--- START ---
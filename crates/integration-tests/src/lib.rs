//! Integration tests for the TAKZY17 storefront.
//!
//! Requests go straight into the axum router with `tower::ServiceExt::oneshot`,
//! so no server or network is needed:
//!
//! ```bash
//! cargo test -p takzy-integration-tests
//! ```
//!
//! [`TestContext`] plays the part of a browser. It keeps the session cookie
//! between requests, so a sequence of calls behaves like one visitor.

use std::path::PathBuf;

use axum::{
    Router,
    body::{Body, to_bytes},
    http::{HeaderMap, HeaderValue, Method, Request, StatusCode, header},
};
use takzy_core::Catalog;
use takzy_storefront::{app, config::StorefrontConfig, state::AppState};
use tokio::task::JoinSet;
use tower::ServiceExt;

/// A single visitor talking to an in-process storefront.
pub struct TestContext {
    app: Router,
    cookie: Option<HeaderValue>,
}

/// Response with the body already read into a string.
#[derive(Debug)]
pub struct TestResponse {
    pub status: StatusCode,
    pub headers: HeaderMap,
    pub body: String,
}

impl TestResponse {
    /// Header value as a string, if present and valid UTF-8.
    #[must_use]
    pub fn header(&self, name: &str) -> Option<&str> {
        self.headers.get(name).and_then(|v| v.to_str().ok())
    }

    /// Redirect target of a 3xx response.
    #[must_use]
    pub fn location(&self) -> Option<&str> {
        self.header(header::LOCATION.as_str())
    }
}

impl Default for TestContext {
    fn default() -> Self {
        Self::new()
    }
}

impl TestContext {
    /// Storefront with the sample catalog and default configuration.
    #[must_use]
    pub fn new() -> Self {
        let config = StorefrontConfig {
            static_dir: PathBuf::from(env!("CARGO_MANIFEST_DIR")).join("../storefront/static"),
            ..StorefrontConfig::default()
        };
        Self {
            app: app(AppState::new(config, Catalog::sample())),
            cookie: None,
        }
    }

    /// Another visitor on the same server, with no session yet.
    #[must_use]
    pub fn new_visitor(&self) -> Self {
        Self {
            app: self.app.clone(),
            cookie: None,
        }
    }

    /// Whether the server has issued a session cookie to this visitor.
    #[must_use]
    pub const fn has_session(&self) -> bool {
        self.cookie.is_some()
    }

    /// Send a GET request.
    ///
    /// # Panics
    ///
    /// Panics if the request cannot be built or the body cannot be read.
    pub async fn get(&mut self, uri: &str) -> TestResponse {
        self.send(Method::GET, uri, Body::empty(), None).await
    }

    /// Send a GET request with extra headers.
    ///
    /// # Panics
    ///
    /// Panics if the request cannot be built or the body cannot be read.
    pub async fn get_with_headers(&mut self, uri: &str, headers: &[(&str, &str)]) -> TestResponse {
        self.send(Method::GET, uri, Body::empty(), Some(headers)).await
    }

    /// Send a url-encoded form POST.
    ///
    /// # Panics
    ///
    /// Panics if the request cannot be built or the body cannot be read.
    pub async fn post_form(&mut self, uri: &str, form: &str) -> TestResponse {
        let headers = [(
            header::CONTENT_TYPE.as_str(),
            "application/x-www-form-urlencoded",
        )];
        self.send(Method::POST, uri, Body::from(form.to_string()), Some(&headers))
            .await
    }

    /// Post `/cart/add` for `product_id`.
    ///
    /// # Panics
    ///
    /// Panics if the request cannot be built or the body cannot be read.
    pub async fn add_to_cart(&mut self, product_id: i32) -> TestResponse {
        self.post_form("/cart/add", &format!("product_id={product_id}"))
            .await
    }

    /// Post `/cart/remove` for `product_id`.
    ///
    /// # Panics
    ///
    /// Panics if the request cannot be built or the body cannot be read.
    pub async fn remove_from_cart(&mut self, product_id: i32) -> TestResponse {
        self.post_form("/cart/remove", &format!("product_id={product_id}"))
            .await
    }

    /// Send the same form POST `times` times at once, all with this
    /// visitor's current cookie, and return the statuses.
    ///
    /// The cookie is not updated from these responses.
    ///
    /// # Panics
    ///
    /// Panics if a request cannot be built or a task panics.
    #[allow(clippy::expect_used)]
    pub async fn post_form_concurrently(
        &self,
        uri: &str,
        form: &str,
        times: usize,
    ) -> Vec<StatusCode> {
        let mut tasks = JoinSet::new();
        for _ in 0..times {
            let mut builder = Request::builder()
                .method(Method::POST)
                .uri(uri)
                .header(header::CONTENT_TYPE, "application/x-www-form-urlencoded");
            if let Some(cookie) = &self.cookie {
                builder = builder.header(header::COOKIE, cookie.clone());
            }
            let request = builder
                .body(Body::from(form.to_string()))
                .expect("valid request");

            let app = self.app.clone();
            tasks.spawn(async move {
                app.oneshot(request)
                    .await
                    .expect("router is infallible")
                    .status()
            });
        }

        let mut statuses = Vec::with_capacity(times);
        while let Some(status) = tasks.join_next().await {
            statuses.push(status.expect("request task"));
        }
        statuses
    }

    #[allow(clippy::expect_used)]
    async fn send(
        &mut self,
        method: Method,
        uri: &str,
        body: Body,
        headers: Option<&[(&str, &str)]>,
    ) -> TestResponse {
        let mut builder = Request::builder().method(method).uri(uri);
        if let Some(cookie) = &self.cookie {
            builder = builder.header(header::COOKIE, cookie.clone());
        }
        for (name, value) in headers.unwrap_or_default() {
            builder = builder.header(*name, *value);
        }
        let request = builder.body(body).expect("valid request");

        let response = self
            .app
            .clone()
            .oneshot(request)
            .await
            .expect("router is infallible");

        // Keep only the `name=value` pair of the session cookie
        if let Some(set_cookie) = response
            .headers()
            .get(header::SET_COOKIE)
            .and_then(|v| v.to_str().ok())
            && let Some(pair) = set_cookie.split(';').next()
        {
            self.cookie = Some(HeaderValue::from_str(pair).expect("cookie is a valid header"));
        }

        let status = response.status();
        let headers = response.headers().clone();
        let bytes = to_bytes(response.into_body(), usize::MAX)
            .await
            .expect("readable body");

        TestResponse {
            status,
            headers,
            body: String::from_utf8_lossy(&bytes).into_owned(),
        }
    }
}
--- END ---
**Task prompt:** Using the entries above, give the number of lines that carry the string "tasks", without anything else.

**Solution to the exercise:** 3